Furthermore, while most Americans won’t follow this fight all that closely, they do have some baseline beliefs that put Democrats in an advantageous position. The first and most straightforward is that Republicans are in charge of the government, so Republicans are responsible when things go wrong. That helps explain why polls are showing that voters are (at this stage, anyway) likelier to put blame on Republicans for a potential shutdown.
The second factor is that the GOP is also the party that hates government and that has shut it down in the past. That means it doesn’t get the benefit of the doubt.
While most Americans won’t follow this fight all that closely, they do have some baseline beliefs that put Democrats in an advantageous position.
So what are Democrats demanding? Jeffries has a new mantra that he is repeating: “Cancel the cuts, lower the cost, save health care.” That requires some explanation (never a good sign for a slogan), but there are a few core pieces. The first and most important is that at the end of the year, expanded subsidies for those who buy health insurance under the Affordable Care Act exchanges will expire; this will cause premiums to balloon for millions of people. Some Republicans want to extend the subsidies for only one year — i.e., past the 2026 midterms, so voters don’t feel the pain until after the election. Democrats want the subsidies made permanent.
Democrats also say they want to reverse the brutal cuts to Medicaid that were in Trump’s “Big Beautiful Bill.” But they know congressional Republicans won’t ever agree to that, so it’s most likely a negotiating tactic, something they can put on the table and then give up, allowing Republicans to say they got a concession.

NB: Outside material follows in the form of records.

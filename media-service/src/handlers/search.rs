//! `POST /search/text`, `POST /search/by-image`, `POST /search/similar-by-file`,
//! `GET /search/stats` (§6, §4.6).

use axum::extract::{Form, Multipart, State};
use axum::Json;
use errors::ApiError;
use mk_core::traits::{MetadataRegistry, VectorIndex};
use mk_core::SearchResponse;
use serde::{Deserialize, Serialize};
use std::sync::Arc;

use crate::state::AppState;
use crate::thumbnail::generate_jpeg_thumbnail;

#[derive(Debug, Deserialize)]
pub struct TextQuery {
    pub query: String,
    pub limit: Option<usize>
}

pub async fn text(
    State(state): State<Arc<AppState>>,
    Json(request): Json<TextQuery>
) -> Result<Json<SearchResponse>, ApiError> {
    let response = state
        .search
        .search_text(&request.query, request.limit)
        .await
        .map_err(|reason| ApiError::Internal { reason })?;
    Ok(Json(response))
}

/// Mode B reuses the thumbnailing pipeline to build the in-memory preview
/// the embedding provider actually sees (§4.6), instead of embedding the
/// raw upload bytes directly.
pub async fn by_image(
    State(state): State<Arc<AppState>>,
    mut multipart: Multipart
) -> Result<Json<SearchResponse>, ApiError> {
    let mut image_bytes = None;
    while let Some(field) =
        multipart.next_field().await.map_err(|e| ApiError::InvalidInput { reason: e.to_string() })?
    {
        if field.name() == Some("image") {
            image_bytes =
                Some(field.bytes().await.map_err(|e| ApiError::InvalidInput { reason: e.to_string() })?.to_vec());
        }
    }
    let image_bytes =
        image_bytes.ok_or_else(|| ApiError::InvalidInput { reason: "missing image field".to_string() })?;

    let (preview, _dims) = generate_jpeg_thumbnail(image_bytes)
        .await
        .map_err(|e| ApiError::InvalidInput { reason: e.to_string() })?;

    let response =
        state.search.search_by_image(&preview, None).await.map_err(|reason| ApiError::Internal { reason })?;
    Ok(Json(response))
}

#[derive(Debug, Deserialize)]
pub struct SimilarByFileForm {
    pub file_path: String
}

pub async fn similar_by_file(
    State(state): State<Arc<AppState>>,
    Form(form): Form<SimilarByFileForm>
) -> Result<Json<SearchResponse>, ApiError> {
    let record = state
        .registry
        .find_by_path(&form.file_path)
        .await?
        .ok_or_else(|| ApiError::NotFound { gmid: form.file_path.clone() })?;

    let response = state
        .search
        .search_similar(&record.gmid, None)
        .await
        .map_err(|reason| ApiError::Internal { reason })?;
    Ok(Json(response))
}

#[derive(Debug, Serialize)]
pub struct StatsResponse {
    pub point_count: u64,
    pub dimension: usize
}

pub async fn stats(State(state): State<Arc<AppState>>) -> Result<Json<StatsResponse>, ApiError> {
    let stats = state.index.stats().await?;
    Ok(Json(StatsResponse { point_count: stats.point_count, dimension: stats.dimension }))
}

#[cfg(test)]
mod tests {
    use super::*;
    use crate::test_support::test_state;

    #[tokio::test]
    async fn similar_by_file_rejects_unknown_path() {
        let (state, _dir) = test_state(|_| {}).await;
        let err = similar_by_file(
            State(Arc::new(state)),
            Form(SimilarByFileForm { file_path: "photos/2026-01-01/missing.jpg".to_string() })
        )
        .await
        .unwrap_err();
        assert!(matches!(err, ApiError::NotFound { .. }));
    }

    #[tokio::test]
    async fn stats_surfaces_an_unreachable_index_as_a_dependency_error() {
        // `QdrantVectorIndex::connect` is lazy, so this only fails once the
        // handler actually tries to talk to the (non-running) test address.
        let (state, _dir) = test_state(|_| {}).await;
        let err = stats(State(Arc::new(state))).await.unwrap_err();
        assert!(matches!(err, ApiError::Dependency(_)));
    }
}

They also want an assurance — written unambiguously into the legislation, since Trump can’t ever be trusted to keep his promises — that there would be no more illegal “impoundments,” in which the administration has simply refused to spend money Congress appropriated. In addition, they want the billions of dollars the government already illegally froze to be spent as the law requires.
The good news is that Democratic leaders seem to have gotten the message their base has been sending: No more capitulation. You have to fight. They’ve been sounding increasingly pugnacious, and when the administration threatened to use a shutdown as an excuse for more mass layoffs of government workers, it only hardened Democrats’ resolve. The threat made something else clear: The administration isn’t looking to minimize the damage of a shutdown. It wants to maximize the damage.
If Democrats can at least win a substantive concession or two — like the extension of ACA subsidies — and use the controversy to remind voters how much damage Trump and Republicans are doing to the country, it wouldn’t fundamentally change the course we’re on. But it would be better than nothing and better than the alternative. And that looks a lot like a win.